__TASK TO COMPLETE__:
Please repeat the lines below exactly. Begin with the line containing "for name in" and go on through the line containing "async fn concurrent_creates_keep_usernames_unique()".

Items from a dataset
//! Periodic removal of expired sessions.
//!
//! Reads already ignore expired sessions, so this job only bounds memory.
//! Runs on a fixed interval using `tokio::time::interval`.

use std::time::Duration;

use portal_db::repositories::SessionRepo;
use portal_db::DbPool;
use tokio::time::MissedTickBehavior;
use tokio_util::sync::CancellationToken;

/// Run the session sweep loop until `cancel` is triggered.
pub async fn run(pool: DbPool, interval: Duration, cancel: CancellationToken) {
    tracing::info!(interval_secs = interval.as_secs(), "Session sweep started");

    let mut ticker = tokio::time::interval(interval);
    ticker.set_missed_tick_behavior(MissedTickBehavior::Delay);
    // The first tick completes immediately; nothing can have expired yet.
    ticker.tick().await;

    loop {
        tokio::select! {
            _ = cancel.cancelled() => {
                tracing::info!("Session sweep stopping");
                break;
            }
            _ = ticker.tick() => {
                let removed = SessionRepo::cleanup_expired(&pool).await;
                if removed > 0 {
                    tracing::info!(removed, "Session sweep: purged expired sessions");
                } else {
                    tracing::debug!("Session sweep: nothing to purge");
                }
            }
        }
    }
}

#[cfg(test)]
mod tests {
    use portal_db::models::session::CreateSession;

    use super::*;

    #[tokio::test]
    async fn sweeps_expired_and_stops_on_cancel() {
        let pool = portal_db::create_pool();
        SessionRepo::create(
            &pool,
            &CreateSession {
                user_id: 1,
                ttl: chrono::Duration::milliseconds(1),
            },
        )
        .await;
        let live = SessionRepo::create(
            &pool,
            &CreateSession {
                user_id: 2,
                ttl: chrono::Duration::hours(1),
            },
        )
        .await;

        let cancel = CancellationToken::new();
        let handle = tokio::spawn(run(
            pool.clone(),
            Duration::from_millis(20),
            cancel.clone(),
        ));

        tokio::time::sleep(Duration::from_millis(100)).await;
        assert_eq!(SessionRepo::count(&pool).await, 1);
        assert!(SessionRepo::find_active(&pool, &live.id).await.is_some());

        cancel.cancel();
        tokio::time::timeout(Duration::from_secs(1), handle)
            .await
            .expect("sweep should stop after cancel")
            .unwrap();
    }
}
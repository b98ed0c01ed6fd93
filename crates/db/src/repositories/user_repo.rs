//! Repository for the user directory.

use chrono::Utc;
use portal_core::types::DbId;

use crate::models::user::{CreateUser, User};
use crate::{DbError, Store};

/// Provides create and lookup operations for users.
pub struct UserRepo;

impl UserRepo {
    /// Insert a new user, returning the created record.
    ///
    /// Fails with [`DbError::DuplicateUsername`] when another user already
    /// holds the same username, compared case-insensitively. The check and
    /// the insert share one write guard.
    pub async fn create(store: &Store, input: &CreateUser) -> Result<User, DbError> {
        let mut table = store.users.write().await;

        let taken = table
            .rows
            .values()
            .any(|u| u.username.to_lowercase() == input.username.to_lowercase());
        if taken {
            return Err(DbError::DuplicateUsername(input.username.clone()));
        }

        let id = table.next_id;
        table.next_id += 1;

        let user = User {
            id,
            username: input.username.clone(),
            email: input.email.clone(),
            password_hash: input.password_hash.clone(),
            role: input.role.unwrap_or_default(),
            first_name: input.first_name.clone(),
            last_name: input.last_name.clone(),
            created_at: Utc::now(),
        };
        table.rows.insert(id, user.clone());

        tracing::debug!(user_id = id, username = %user.username, "User created");
        Ok(user)
    }

    /// Find a user by id.
    pub async fn find_by_id(store: &Store, id: DbId) -> Option<User> {
        store.users.read().await.rows.get(&id).cloned()
    }

    /// Find a user by username (case-insensitive).
    pub async fn find_by_username(store: &Store, username: &str) -> Option<User> {
        let needle = username.to_lowercase();
        store
            .users
            .read()
            .await
            .rows
            .values()
            .find(|u| u.username.to_lowercase() == needle)
            .cloned()
    }

    /// Find a user by email (case-insensitive).
    pub async fn find_by_email(store: &Store, email: &str) -> Option<User> {
        let needle = email.to_lowercase();
        store
            .users
            .read()
            .await
            .rows
            .values()
            .find(|u| u.email.to_lowercase() == needle)
            .cloned()
    }

    /// List all users ordered by id, which is also insertion order.
    pub async fn list(store: &Store) -> Vec<User> {
        store.users.read().await.rows.values().cloned().collect()
    }

    /// Number of users in the directory.
    pub async fn count(store: &Store) -> usize {
        store.users.read().await.rows.len()
    }
}

#[cfg(test)]
mod tests {
    use super::*;
    use assert_matches::assert_matches;
    use portal_core::roles::Role;

    fn new_user(username: &str) -> CreateUser {
        CreateUser {
            username: username.to_string(),
            email: format!("{username}@example.com"),
            password_hash: "deadbeef.cafebabe".to_string(),
            role: None,
            first_name: None,
            last_name: None,
        }
    }

    #[tokio::test]
    async fn create_assigns_monotonic_ids_and_default_role() {
        let store = Store::new();
        let a = UserRepo::create(&store, &new_user("alice")).await.unwrap();
        let b = UserRepo::create(&store, &new_user("bob")).await.unwrap();

        assert_eq!(a.id, 1);
        assert_eq!(b.id, 2);
        assert_eq!(a.role, Role::User);
    }

    #[tokio::test]
    async fn duplicate_username_is_case_insensitive() {
        let store = Store::new();
        UserRepo::create(&store, &new_user("Admin")).await.unwrap();

        let result = UserRepo::create(&store, &new_user("admin")).await;
        assert_matches!(result, Err(DbError::DuplicateUsername(name)) if name == "admin");

        // The failed insert must not burn an id.
        let next = UserRepo::create(&store, &new_user("carol")).await.unwrap();
        assert_eq!(next.id, 2);
    }

    #[tokio::test]
    async fn lookups_return_none_on_miss() {
        let store = Store::new();
        assert!(UserRepo::find_by_id(&store, 42).await.is_none());
        assert!(UserRepo::find_by_username(&store, "ghost").await.is_none());
        assert!(UserRepo::find_by_email(&store, "ghost@example.com").await.is_none());
    }

    #[tokio::test]
    async fn lookups_ignore_case() {
        let store = Store::new();
        let created = UserRepo::create(&store, &new_user("Alice")).await.unwrap();

        let by_name = UserRepo::find_by_username(&store, "ALICE").await.unwrap();
        assert_eq!(by_name.id, created.id);

        let by_email = UserRepo::find_by_email(&store, "alice@EXAMPLE.com").await.unwrap();
        assert_eq!(by_email.id, created.id);
    }

    #[tokio::test]
    async fn list_is_in_insertion_order() {
        let store = Store::new();
        for name in ["zed", "amy", "max"] {
            UserRepo::create(&store, &new_user(name)).await.unwrap();
        }

        let names: Vec<_> = UserRepo::list(&store)
            .await
            .into_iter()
            .map(|u| u.username)
            .collect();
        assert_eq!(names, ["zed", "amy", "max"]);
        assert_eq!(UserRepo::count(&store).await, 3);
    }

    #[tokio::test(flavor = "multi_thread", worker_threads = 4)]
    async fn concurrent_creates_keep_usernames_unique() {
        let store = crate::create_pool();

        let mut handles = Vec::new();
        for i in 0..32 {
            let store = store.clone();
            // Case variants of one name race against distinct names.
            let name = if i % 2 == 0 {
                if i % 4 == 0 { "Racer".to_string() } else { "rACER".to_string() }
            } else {
                format!("user{i}")
            };
            handles.push(tokio::spawn(async move {
                UserRepo::create(&store, &new_user(&name)).await
            }));
        }

        let mut created = Vec::new();
        let mut duplicates = 0;
        for handle in handles {
            match handle.await.unwrap() {
                Ok(user) => created.push(user),
                Err(DbError::DuplicateUsername(_)) => duplicates += 1,
            }
        }

        let racers = created
            .iter()
            .filter(|u| u.username.eq_ignore_ascii_case("racer"))
            .count();
        assert_eq!(racers, 1);
        assert_eq!(duplicates, 15);
        assert_eq!(created.len(), 17);

        let mut ids: Vec<_> = created.iter().map(|u| u.id).collect();
        ids.sort_unstable();
        assert_eq!(ids, (1..=17).collect::<Vec<DbId>>());
        assert_eq!(UserRepo::count(&store).await, 17);
    }

    #[tokio::test]
    async fn explicit_role_is_kept() {
        let store = Store::new();
        let mut input = new_user("root");
        input.role = Some(Role::Admin);
        let user = UserRepo::create(&store, &input).await.unwrap();
        assert_eq!(user.role, Role::Admin);
    }
}
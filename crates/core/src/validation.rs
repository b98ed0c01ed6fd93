//! Registration input checks.
//!
//! Lengths are counted in characters, not bytes, so multi-byte usernames are
//! measured the way a user would count them.

use crate::error::CoreError;

/// Minimum username length accepted at registration.
pub const MIN_USERNAME_LENGTH: usize = 3;

/// Minimum password length accepted at registration.
pub const MIN_PASSWORD_LENGTH: usize = 6;

pub fn validate_username(username: &str) -> Result<(), CoreError> {
    if username.trim().chars().count() < MIN_USERNAME_LENGTH {
        return Err(CoreError::Validation(format!(
            "Username must be at least {MIN_USERNAME_LENGTH} characters"
        )));
    }
    Ok(())
}

pub fn validate_password(password: &str) -> Result<(), CoreError> {
    if password.chars().count() < MIN_PASSWORD_LENGTH {
        return Err(CoreError::Validation(format!(
            "Password must be at least {MIN_PASSWORD_LENGTH} characters"
        )));
    }
    Ok(())
}

/// Shallow shape check: non-empty local part and domain around a single `@`.
pub fn validate_email(email: &str) -> Result<(), CoreError> {
    let valid = match email.trim().split_once('@') {
        Some((local, domain)) => !local.is_empty() && !domain.is_empty() && !domain.contains('@'),
        None => false,
    };
    if !valid {
        return Err(CoreError::Validation("Email address is invalid".into()));
    }
    Ok(())
}
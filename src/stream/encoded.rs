//! Transfer-encoding decode stream (base16, base32, base64)
//!
//! Encoded streams are deterministic and block aligned, so reads are served
//! by pure arithmetic: the block covering a decoded offset maps straight to
//! an encoded offset in the parent. Padding is handled per RFC 4648 and only
//! legal in the final block; illegal symbols fail with `InvalidData`.

use std::io::SeekFrom;

use data_encoding::Encoding;
use data_encoding::{BASE32, BASE64, HEXUPPER_PERMISSIVE};

use crate::error::{VfsError, VfsResult};
use crate::path_spec::EncodingMethod;
use crate::stream::{read_exact_at, resolve_seek, FileObject};

/// Encoded/decoded byte counts for one block of each method.
fn block_geometry(method: EncodingMethod) -> (usize, usize, Encoding) {
    match method {
        EncodingMethod::Base16 => (2, 1, HEXUPPER_PERMISSIVE),
        EncodingMethod::Base32 => (8, 5, BASE32),
        EncodingMethod::Base64 => (4, 3, BASE64),
    }
}

pub struct EncodedStream {
    parent: Box<dyn FileObject>,
    method: EncodingMethod,
    encoded_block: usize,
    decoded_block: usize,
    encoding: Encoding,
    encoded_size: u64,
    offset: u64,
    size: Option<u64>,
}

impl EncodedStream {
    pub fn new(mut parent: Box<dyn FileObject>, method: EncodingMethod) -> VfsResult<Self> {
        let (encoded_block, decoded_block, encoding) = block_geometry(method);
        let encoded_size = parent.size()?;
        if encoded_size % encoded_block as u64 != 0 {
            return Err(VfsError::InvalidData(format!(
                "{} stream length {} is not a multiple of {}",
                method.as_str(),
                encoded_size,
                encoded_block
            )));
        }
        Ok(Self {
            parent,
            method,
            encoded_block,
            decoded_block,
            encoding,
            encoded_size,
            offset: 0,
            size: None,
        })
    }

    fn block_count(&self) -> u64 {
        self.encoded_size / self.encoded_block as u64
    }

    fn decode_blocks(&mut self, first_block: u64, count: u64) -> VfsResult<Vec<u8>> {
        let encoded_offset = first_block * self.encoded_block as u64;
        let mut encoded = vec![0u8; (count * self.encoded_block as u64) as usize];
        read_exact_at(self.parent.as_mut(), encoded_offset, &mut encoded)?;
        self.encoding.decode(&encoded).map_err(|e| {
            VfsError::InvalidData(format!("{} decode: {}", self.method.as_str(), e))
        })
    }

    fn compute_size(&mut self) -> VfsResult<u64> {
        let blocks = self.block_count();
        if blocks == 0 {
            return Ok(0);
        }
        // Every block but the last decodes to a full block; the last may be
        // shortened by padding.
        let last = self.decode_blocks(blocks - 1, 1)?;
        Ok((blocks - 1) * self.decoded_block as u64 + last.len() as u64)
    }
}

impl FileObject for EncodedStream {
    fn read(&mut self, buf: &mut [u8]) -> VfsResult<usize> {
        let size = self.size()?;
        if self.offset >= size {
            return Ok(0);
        }
        let want = buf.len().min((size - self.offset) as usize);
        if want == 0 {
            return Ok(0);
        }

        let first_block = self.offset / self.decoded_block as u64;
        let last_block =
            (self.offset + want as u64 - 1) / self.decoded_block as u64;
        let count = (last_block - first_block + 1).min(self.block_count() - first_block);

        let decoded = self.decode_blocks(first_block, count)?;
        let skip = (self.offset - first_block * self.decoded_block as u64) as usize;
        let take = want.min(decoded.len().saturating_sub(skip));
        buf[..take].copy_from_slice(&decoded[skip..skip + take]);
        self.offset += take as u64;
        Ok(take)
    }

    fn seek(&mut self, pos: SeekFrom) -> VfsResult<u64> {
        // Size is cheap here (one trailing block read), so End-relative seeks
        // are always answerable.
        let current = self.offset;
        let size = self.size()?;
        self.offset = resolve_seek(pos, current, || Ok(size))?;
        Ok(self.offset)
    }

    fn offset(&self) -> u64 {
        self.offset
    }

    fn size(&mut self) -> VfsResult<u64> {
        if self.size.is_none() {
            self.size = Some(self.compute_size()?);
        }
        Ok(self.size.expect("memoized above"))
    }
}

#[cfg(test)]
mod tests {
    use super::*;
    use crate::stream::fake::FakeStream;

    fn base64_stream(encoded: &str) -> EncodedStream {
        EncodedStream::new(
            Box::new(FakeStream::new(encoded.as_bytes().to_vec())),
            EncodingMethod::Base64,
        )
        .unwrap()
    }

    #[test]
    fn test_base64_hello() {
        let mut stream = base64_stream("SGVsbG8=");
        assert_eq!(stream.size().unwrap(), 5);
        let mut buf = [0u8; 5];
        assert_eq!(stream.read(&mut buf).unwrap(), 5);
        assert_eq!(&buf, b"Hello");
    }

    #[test]
    fn test_base64_random_access() {
        // "layered forensic artifact access" encoded without line breaks.
        let mut stream = base64_stream("bGF5ZXJlZCBmb3JlbnNpYyBhcnRpZmFjdCBhY2Nlc3M=");
        stream.seek(SeekFrom::Start(8)).unwrap();
        let mut buf = [0u8; 8];
        assert_eq!(stream.read(&mut buf).unwrap(), 8);
        assert_eq!(&buf, b"forensic");
    }

    #[test]
    fn test_base32() {
        let mut stream = EncodedStream::new(
            Box::new(FakeStream::new(b"NBSWY3DP".to_vec())),
            EncodingMethod::Base32,
        )
        .unwrap();
        assert_eq!(stream.size().unwrap(), 5);
        let mut buf = [0u8; 5];
        stream.read(&mut buf).unwrap();
        assert_eq!(&buf, b"hello");
    }

    #[test]
    fn test_base16_mixed_case() {
        let mut stream = EncodedStream::new(
            Box::new(FakeStream::new(b"48656C6c6f".to_vec())),
            EncodingMethod::Base16,
        )
        .unwrap();
        assert_eq!(stream.size().unwrap(), 5);
        let mut buf = [0u8; 5];
        stream.read(&mut buf).unwrap();
        assert_eq!(&buf, b"Hello");
    }

    #[test]
    fn test_illegal_symbol() {
        // The final block is valid, so the size is computable; the illegal
        // symbol surfaces when its block is decoded.
        let mut stream = base64_stream("SGV$bG8=");
        let mut buf = [0u8; 4];
        assert!(matches!(
            stream.read(&mut buf),
            Err(VfsError::InvalidData(_))
        ));
    }

    #[test]
    fn test_unaligned_length() {
        let err = EncodedStream::new(
            Box::new(FakeStream::new(b"SGVsbG8".to_vec())),
            EncodingMethod::Base64,
        );
        assert!(matches!(err, Err(VfsError::InvalidData(_))));
    }

    #[test]
    fn test_empty() {
        let mut stream = base64_stream("");
        assert_eq!(stream.size().unwrap(), 0);
        let mut buf = [0u8; 4];
        assert_eq!(stream.read(&mut buf).unwrap(), 0);
    }
}
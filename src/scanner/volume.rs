//! Volume scanner
//!
//! Builds on the source scanner to answer the practical question: which
//! file systems does this source contain, and which of them does the caller
//! want? Selection among partitions, logical volumes and snapshot stores is
//! driven by options (non-interactive defaults) or a caller-supplied
//! mediator (interactive choices and credential prompts).

use tracing::debug;

use crate::error::VfsResult;
use crate::path_spec::{PathSpec, TypeIndicator};
use crate::resolver::CredentialValue;
use crate::scanner::{credential_names_for, ScanContext, SourceScanner};

#[derive(Debug, Clone, PartialEq, Eq)]
pub enum VolumeSelection {
    All,
    Indices(Vec<usize>),
}

#[derive(Debug, Clone, PartialEq, Eq)]
pub enum SnapshotSelection {
    None,
    All,
    Indices(Vec<usize>),
}

#[derive(Debug, Clone, Copy, PartialEq, Eq)]
pub enum ScanMode {
    /// Honor selections; visit each selected branch once.
    OnePass,
    /// Collect every discoverable file system regardless of selections.
    Exhaustive,
}

pub struct VolumeScannerOptions {
    pub partitions: VolumeSelection,
    pub volumes: VolumeSelection,
    pub snapshots: SnapshotSelection,
    pub credentials: Vec<(String, CredentialValue)>,
    pub scan_mode: ScanMode,
}

impl Default for VolumeScannerOptions {
    fn default() -> Self {
        Self {
            partitions: VolumeSelection::All,
            volumes: VolumeSelection::All,
            snapshots: SnapshotSelection::None,
            credentials: Vec::new(),
            scan_mode: ScanMode::OnePass,
        }
    }
}

/// Caller-supplied policy answering the scanner's interactive questions.
/// Every method has a non-interactive default matching the options
/// defaults, so implementors override only what they mediate.
pub trait ScanMediator {
    /// Which of the enumerated partitions/volumes to descend into.
    fn select_volumes(&self, candidates: &[PathSpec]) -> VfsResult<Vec<usize>> {
        Ok((0..candidates.len()).collect())
    }

    /// Which snapshot stores to include.
    fn select_snapshots(&self, _candidates: &[PathSpec]) -> VfsResult<Vec<usize>> {
        Ok(Vec::new())
    }

    /// A credential for a locked volume, or None to leave it locked.
    fn request_credential(
        &self,
        _spec: &PathSpec,
        _credential_names: &[&str],
    ) -> Option<(String, CredentialValue)> {
        None
    }
}

pub struct VolumeScanner {
    scanner: SourceScanner,
    options: VolumeScannerOptions,
    mediator: Option<Box<dyn ScanMediator>>,
}

impl VolumeScanner {
    pub fn new(scanner: SourceScanner, options: VolumeScannerOptions) -> Self {
        Self {
            scanner,
            options,
            mediator: None,
        }
    }

    pub fn with_mediator(mut self, mediator: Box<dyn ScanMediator>) -> Self {
        self.mediator = Some(mediator);
        self
    }

    /// Scans the source and returns the chains of every selected file
    /// system root. The scan context is returned alongside so callers can
    /// inspect branch errors and locked leftovers.
    pub fn scan_for_file_systems(
        &self,
        source: PathSpec,
    ) -> VfsResult<(Vec<PathSpec>, ScanContext)> {
        let mut context = ScanContext::new();
        self.scanner.scan(&mut context, source)?;
        self.apply_credentials(&mut context)?;

        let mut selected = Vec::new();
        if let Some(root) = context.root_index() {
            self.collect(&context, root, &mut selected)?;
        }
        debug!(
            file_systems = selected.len(),
            status = ?context.status(),
            "volume scan complete"
        );
        Ok((selected, context))
    }

    /// Tries configured credentials (then the mediator) against every
    /// locked node, resuming the scan after each unlock.
    fn apply_credentials(&self, context: &mut ScanContext) -> VfsResult<()> {
        loop {
            let locked = context.locked_nodes();
            if locked.is_empty() {
                return Ok(());
            }
            let mut unlocked_any = false;
            for index in locked {
                let spec = context.node(index).path_spec.clone();
                let names = credential_names_for(spec.type_indicator());

                for (name, value) in &self.options.credentials {
                    if names.contains(&name.as_str())
                        && self
                            .scanner
                            .unlock(context, index, name, value.clone())
                            .unwrap_or(false)
                    {
                        unlocked_any = true;
                        break;
                    }
                }
                if !context.node(index).locked {
                    continue;
                }
                if let Some(mediator) = &self.mediator {
                    if let Some((name, value)) = mediator.request_credential(&spec, names) {
                        if self
                            .scanner
                            .unlock(context, index, &name, value)
                            .unwrap_or(false)
                        {
                            unlocked_any = true;
                        }
                    }
                }
            }
            if !unlocked_any {
                return Ok(());
            }
            // Unlocked nodes have unscanned branches now.
            let root = context
                .root_node()
                .map(|node| node.path_spec.clone())
                .expect("scan established a root");
            self.scanner.scan(context, root)?;
        }
    }

    /// Depth-first collection honoring the selection policy at volume
    /// system roots.
    fn collect(
        &self,
        context: &ScanContext,
        index: usize,
        out: &mut Vec<PathSpec>,
    ) -> VfsResult<()> {
        let node = context.node(index);

        if context.file_system_nodes().contains(&index) {
            out.push(node.path_spec.clone());
            return Ok(());
        }

        let children = node.sub_nodes.clone();
        let selected: Vec<usize> = if node.is_volume_system()
            && crate::scanner::is_volume_system_root(&node.path_spec)
            && self.options.scan_mode == ScanMode::OnePass
        {
            let candidates: Vec<PathSpec> = children
                .iter()
                .map(|&child| context.node(child).path_spec.clone())
                .collect();
            self.select_children(&node.path_spec, &candidates)?
                .into_iter()
                .filter_map(|i| children.get(i).copied())
                .collect()
        } else {
            children
        };

        for child in selected {
            self.collect(context, child, out)?;
        }
        Ok(())
    }

    fn select_children(
        &self,
        volume_spec: &PathSpec,
        candidates: &[PathSpec],
    ) -> VfsResult<Vec<usize>> {
        let is_snapshot_system =
            volume_spec.type_indicator() == TypeIndicator::Vshadow;

        if let Some(mediator) = &self.mediator {
            return if is_snapshot_system {
                mediator.select_snapshots(candidates)
            } else {
                mediator.select_volumes(candidates)
            };
        }

        if is_snapshot_system {
            return Ok(match &self.options.snapshots {
                SnapshotSelection::None => Vec::new(),
                SnapshotSelection::All => (0..candidates.len()).collect(),
                SnapshotSelection::Indices(indices) => indices.clone(),
            });
        }

        let selection = match volume_spec.type_indicator() {
            TypeIndicator::Lvm | TypeIndicator::ApfsContainer => &self.options.volumes,
            _ => &self.options.partitions,
        };
        Ok(match selection {
            VolumeSelection::All => (0..candidates.len()).collect(),
            VolumeSelection::Indices(indices) => indices.clone(),
        })
    }
}

// Re-exported here so mediator implementors see the format enum alongside
// the selection types.
pub use crate::path_spec::VolumeSystemFormat as VolumeFormat;
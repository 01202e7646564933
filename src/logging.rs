//! Logging and tracing configuration
//!
//! This module provides structured logging using the `tracing` crate.
//!
//! Set `RUST_LOG` to control log levels at runtime:
//! ```bash
//! RUST_LOG=stratafs=debug    # All debug logs for this crate
//! RUST_LOG=warn              # Only warnings and errors
//! ```

use tracing_subscriber::{fmt, prelude::*, EnvFilter};

/// Initialize the logging/tracing system
///
/// Call this once at application startup. Embedding applications that install
/// their own subscriber can skip this entirely.
pub fn init() {
    // Build filter from environment or use defaults
    let filter = EnvFilter::try_from_default_env().unwrap_or_else(|_| {
        if cfg!(debug_assertions) {
            EnvFilter::new("stratafs=debug")
        } else {
            EnvFilter::new("stratafs=info")
        }
    });

    let subscriber = tracing_subscriber::registry().with(filter).with(
        fmt::layer()
            .with_target(true)
            .with_thread_ids(false)
            .with_file(false)
            .with_line_number(false)
            .compact(),
    );

    // Set as global default (ignore error if already set)
    let _ = tracing::subscriber::set_global_default(subscriber);
}

#[cfg(test)]
mod tests {
    use super::*;
    use tracing::{debug, info};

    #[test]
    fn test_init() {
        init();
        info!("Test log message");
        debug!(key = "value", "Structured log");
    }
}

__TASK ANSWER__:
        for name in ["zed", "amy", "max"] {
            UserRepo::create(&store, &new_user(name)).await.unwrap();
        }

        let names: Vec<_> = UserRepo::list(&store)
            .await
            .into_iter()
            .map(|u| u.username)
            .collect();
        assert_eq!(names, ["zed", "amy", "max"]);
        assert_eq!(UserRepo::count(&store).await, 3);
    }

    #[tokio::test(flavor = "multi_thread", worker_threads = 4)]
    async fn concurrent_creates_keep_usernames_unique() {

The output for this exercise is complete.